▶ TASK BRIEF: Your answer should hold all lines of the entries that include the word "clone".

▶ INFORMATION SUPPLIED:
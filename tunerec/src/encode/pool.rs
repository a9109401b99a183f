//! Capacity-bounded, priority-preemptive transcode process pool.
//!
//! Each entry wraps one OS child process. At capacity, a new request may
//! evict a strictly-lower-priority process; it never queues (queuing is
//! the [`super::queue`] layer's job). The capacity check, eviction, and
//! spawn for one request run as an atomic unit relative to other creates.

use std::path::Path;
use std::process::Stdio;
use std::sync::Arc;
use std::time::{SystemTime, UNIX_EPOCH};

use log::{debug, info, warn};
use tokio::process::Command;
use tokio::sync::{watch, Mutex, Notify};

use super::EncodeError;

/// Placeholder for the source path in a command template.
pub const SOURCE_PLACEHOLDER: &str = "%INPUT%";
/// Placeholder for the output path in a command template.
pub const OUTPUT_PLACEHOLDER: &str = "%OUTPUT%";

struct PoolEntry {
    /// Creation timestamp in nanoseconds, the pool-visible identity.
    created_at: u128,
    priority: i32,
    kill: Arc<Notify>,
}

/// Handle to one pooled process.
#[derive(Debug)]
pub struct ProcessHandle {
    pub created_at: u128,
    kill: Arc<Notify>,
    done: watch::Receiver<Option<bool>>,
}

impl ProcessHandle {
    /// Request termination. Exit bookkeeping runs through the normal
    /// supervisor path. `notify_one` stores a permit, so the request is
    /// kept even when the supervisor has not reached its select yet.
    pub fn kill(&self) {
        self.kill.notify_one();
    }

    /// A detached kill trigger usable after the handle moves elsewhere.
    pub(crate) fn kill_signal(&self) -> Arc<Notify> {
        self.kill.clone()
    }

    /// Wait for the process to leave the pool. Returns whether it exited
    /// successfully (killed or failed processes return false).
    pub async fn wait(&mut self) -> bool {
        loop {
            if let Some(success) = *self.done.borrow() {
                return success;
            }
            if self.done.changed().await.is_err() {
                return false;
            }
        }
    }
}

/// The transcode process pool.
pub struct EncodeProcessPool {
    capacity: usize,
    entries: Arc<Mutex<Vec<PoolEntry>>>,
    freed: Arc<Notify>,
    /// Serializes check + evict + spawn across concurrent creates.
    create_lock: Mutex<()>,
}

impl EncodeProcessPool {
    pub fn new(capacity: usize) -> Self {
        Self {
            capacity: capacity.max(1),
            entries: Arc::new(Mutex::new(Vec::new())),
            freed: Arc::new(Notify::new()),
            create_lock: Mutex::new(()),
        }
    }

    /// Number of live processes.
    pub async fn len(&self) -> usize {
        self.entries.lock().await.len()
    }

    pub async fn is_empty(&self) -> bool {
        self.entries.lock().await.is_empty()
    }

    /// Spawn a transcode process for `source` → `output` using the command
    /// template (whitespace-split; `%INPUT%`/`%OUTPUT%` substituted).
    ///
    /// At capacity: evicts one strictly-lower-priority process, or fails
    /// with [`EncodeError::ResourceExhausted`] when none exists.
    pub async fn create(
        &self,
        source: &Path,
        output: &Path,
        command_template: &str,
        priority: i32,
    ) -> Result<ProcessHandle, EncodeError> {
        let _create = self.create_lock.lock().await;

        loop {
            let evict = {
                let entries = self.entries.lock().await;
                if entries.len() < self.capacity {
                    break;
                }
                entries
                    .iter()
                    .filter(|e| e.priority < priority)
                    .min_by_key(|e| e.priority)
                    .map(|e| (e.created_at, e.kill.clone()))
            };

            let Some((victim, kill)) = evict else {
                return Err(EncodeError::ResourceExhausted);
            };

            info!("Encode pool full, evicting lower-priority process {}", victim);
            kill.notify_one();
            // Wait for the victim's exit notification before spawning.
            // Register for the notification before re-checking so an exit
            // between the check and the await is not missed.
            loop {
                let freed = self.freed.notified();
                if !self
                    .entries
                    .lock()
                    .await
                    .iter()
                    .any(|e| e.created_at == victim)
                {
                    break;
                }
                freed.await;
            }
        }

        self.spawn_entry(source, output, command_template, priority)
            .await
    }

    async fn spawn_entry(
        &self,
        source: &Path,
        output: &Path,
        command_template: &str,
        priority: i32,
    ) -> Result<ProcessHandle, EncodeError> {
        let resolved = command_template
            .replace(SOURCE_PLACEHOLDER, &source.to_string_lossy())
            .replace(OUTPUT_PLACEHOLDER, &output.to_string_lossy());
        let mut parts = resolved.split_whitespace();
        let program = parts.next().ok_or(EncodeError::EmptyCommand)?;

        let mut child = Command::new(program)
            .args(parts)
            .stdin(Stdio::null())
            .stdout(Stdio::null())
            .stderr(Stdio::null())
            .kill_on_drop(true)
            .spawn()?;

        let created_at = SystemTime::now()
            .duration_since(UNIX_EPOCH)
            .map(|d| d.as_nanos())
            .unwrap_or_default();
        let kill = Arc::new(Notify::new());
        let (done_tx, done_rx) = watch::channel(None);

        {
            let mut entries = self.entries.lock().await;
            entries.push(PoolEntry {
                created_at,
                priority,
                kill: kill.clone(),
            });
        }
        debug!(
            "Spawned encode process {} (priority {}): {}",
            created_at, priority, resolved
        );

        // Supervisor: wait for natural exit or a kill request, then drop
        // the entry and fire the freed notification.
        let entries = self.entries.clone();
        let freed = self.freed.clone();
        let kill_rx = kill.clone();
        tokio::spawn(async move {
            let success = tokio::select! {
                status = child.wait() => match status {
                    Ok(s) => s.success(),
                    Err(e) => {
                        warn!("Encode process {} wait failed: {}", created_at, e);
                        false
                    }
                },
                _ = kill_rx.notified() => {
                    if let Err(e) = child.start_kill() {
                        warn!("Could not kill encode process {}: {}", created_at, e);
                    }
                    let _ = child.wait().await;
                    false
                }
            };

            entries.lock().await.retain(|e| e.created_at != created_at);
            let _ = done_tx.send(Some(success));
            freed.notify_waiters();
            debug!("Encode process {} left the pool (success={})", created_at, success);
        });

        Ok(ProcessHandle {
            created_at,
            kill,
            done: done_rx,
        })
    }
}

#[cfg(test)]
mod tests {
    use super::*;
    use std::path::PathBuf;

    fn dummy() -> PathBuf {
        PathBuf::from("/dev/null")
    }

    #[tokio::test]
    async fn test_natural_exit_frees_slot() {
        let pool = EncodeProcessPool::new(1);
        let mut handle = pool
            .create(&dummy(), &dummy(), "/bin/sleep 0", 10)
            .await
            .unwrap();
        assert!(handle.wait().await);
        assert!(pool.is_empty().await);
    }

    #[tokio::test]
    async fn test_at_capacity_equal_priority_is_rejected() {
        let pool = EncodeProcessPool::new(1);
        let first = pool
            .create(&dummy(), &dummy(), "/bin/sleep 10", 10)
            .await
            .unwrap();

        let err = pool
            .create(&dummy(), &dummy(), "/bin/sleep 10", 10)
            .await
            .unwrap_err();
        assert!(matches!(err, EncodeError::ResourceExhausted));
        // Pool unchanged: the first process is still the only entry.
        assert_eq!(pool.len().await, 1);

        first.kill();
    }

    #[tokio::test]
    async fn test_higher_priority_evicts() {
        let pool = EncodeProcessPool::new(1);
        let mut low = pool
            .create(&dummy(), &dummy(), "/bin/sleep 10", 1)
            .await
            .unwrap();

        let mut high = pool
            .create(&dummy(), &dummy(), "/bin/sleep 0", 10)
            .await
            .unwrap();

        // The evicted process reports failure; the winner completes.
        assert!(!low.wait().await);
        assert!(high.wait().await);
        assert!(pool.is_empty().await);
    }

    #[tokio::test]
    async fn test_kill_reports_failure() {
        let pool = EncodeProcessPool::new(1);
        let mut handle = pool
            .create(&dummy(), &dummy(), "/bin/sleep 10", 10)
            .await
            .unwrap();
        handle.kill();
        assert!(!handle.wait().await);
        assert!(pool.is_empty().await);
    }

    #[tokio::test]
    async fn test_placeholder_substitution_failure_surface() {
        let pool = EncodeProcessPool::new(1);
        // A nonexistent binary surfaces as a spawn error, not a pool entry.
        let err = pool
            .create(&dummy(), &dummy(), "/nonexistent-transcoder %INPUT% %OUTPUT%", 10)
            .await
            .unwrap_err();
        assert!(matches!(err, EncodeError::Spawn(_)));
        assert!(pool.is_empty().await);
    }
}
//! Post-recording transcode pipeline.
//!
//! Two layers with distinct capacity concerns: the process pool bounds OS
//! process concurrency with priority preemption, and the queue above it
//! serializes job submission per the whole station.

pub mod pool;
pub mod queue;

pub use pool::EncodeProcessPool;
pub use queue::{EncodeFinished, EncodeQueue};

use thiserror::Error;

/// Encode pipeline errors.
#[derive(Debug, Error)]
pub enum EncodeError {
    #[error("Encode pool at capacity with no evictable process")]
    ResourceExhausted,

    #[error("Empty transcode command template")]
    EmptyCommand,

    #[error("Transcode mode {0} is not configured")]
    UnknownMode(usize),

    #[error("Source file missing: {0}")]
    SourceMissing(String),

    #[error("Process spawn failed: {0}")]
    Spawn(#[from] std::io::Error),
}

▶ RESPONSE TO THE TASK:
        self.kill.clone()
                    .map(|e| (e.created_at, e.kill.clone()))
                kill: kill.clone(),
        let entries = self.entries.clone();
        let freed = self.freed.clone();
        let kill_rx = kill.clone();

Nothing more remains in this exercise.